For example, stimulating dendritic cells in vivo with microbial extracts causes the dendritic cells to rapidly begin producing IL-12.[8] IL-12 is a signal that helps send naive CD4 T cells towards a Th1 phenotype. The ultimate consequence is priming and activation of the immune system for attack against the antigens which the dendritic cell presents on its surface. However, there are differences in the cytokines produced depending on the type of dendritic cell. The lymphoid DC has the ability to produce huge amounts of IFN-g, which recruit more activated macrophage to allow phagocytosis.[9]

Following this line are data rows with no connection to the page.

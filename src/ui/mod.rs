pub mod calendar_view;
pub mod controller;
pub mod effects;

use anyhow::Result;
use crossterm::execute;
use crossterm::terminal::{
    disable_raw_mode, enable_raw_mode, EnterAlternateScreen, LeaveAlternateScreen,
};
use ratatui::{backend::CrosstermBackend, Terminal};
use std::io::{self, Stdout};

pub fn setup_terminal() -> Result<Terminal<CrosstermBackend<Stdout>>> {
    enable_raw_mode()?;
    let mut stdout = io::stdout();
    execute!(stdout, EnterAlternateScreen)?;
    Ok(Terminal::new(CrosstermBackend::new(stdout))?)
}

pub fn restore_terminal(terminal: &mut Terminal<CrosstermBackend<Stdout>>) -> Result<()> {
    disable_raw_mode()?;
    execute!(terminal.backend_mut(), LeaveAlternateScreen)?;
    terminal.show_cursor()?;
    Ok(())
}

Relationship to HIV, allergy, and autoimmune diseases

HIV, which causes AIDS, can bind to dendritic cells via various receptors expressed on the cell. The best studied example is DC-SIGN (usually on MDC subset 1, but also on other subsets under certain conditions; since not all dendritic cell subsets express DC-SIGN, its exact role in sexual HIV-1 transmission is not clear). When the dendritic cell takes up HIV and then travels to the lymph node, the virus is able to move to helper T-cells, and this infection of helper T-cells is the major cause of disease. This knowledge has vastly altered our understanding of the infectious cycle of HIV since the mid-1990s, since in the infected dendritic cells, the virus possesses a reservoir which also would have to be targeted by a therapy. This infection of dendritic cells by HIV explains one mechanism by which the virus could persist after prolonged HAART. Many other viruses, such as the SARS virus seems to use DC-SIGN to 'hitchhike' to its target cells.[10] However, most work with virus binding to DC-SIGN expressing cells has been conducted using in vitro derived cells such as moDCs. The physiological role of DC-SIGN in vivo is more difficult to ascertain.

Altered function of dendritic cells is also known to play a major or even key role in allergy and autoimmune diseases like lupus erythematosus and inflammatory bowel diseases (Crohn's disease and ulcerative colitis).[11][12]

Dendritic cells in animals other than humans

The above applies to humans. In other organisms, the function of dendritic cells can differ slightly. For example, in brown rats (but not mice), a subset of dendritic cells exists that displays pronounced killer cell-like activity, apparently through its entire lifespan[citation needed]. However, the principal function of dendritic cells as known to date is always to act as an immune sentinel. They survey the body and collect information relevant to the immune system, they are then able to instruct and direct the adaptive arms to respond to challenges.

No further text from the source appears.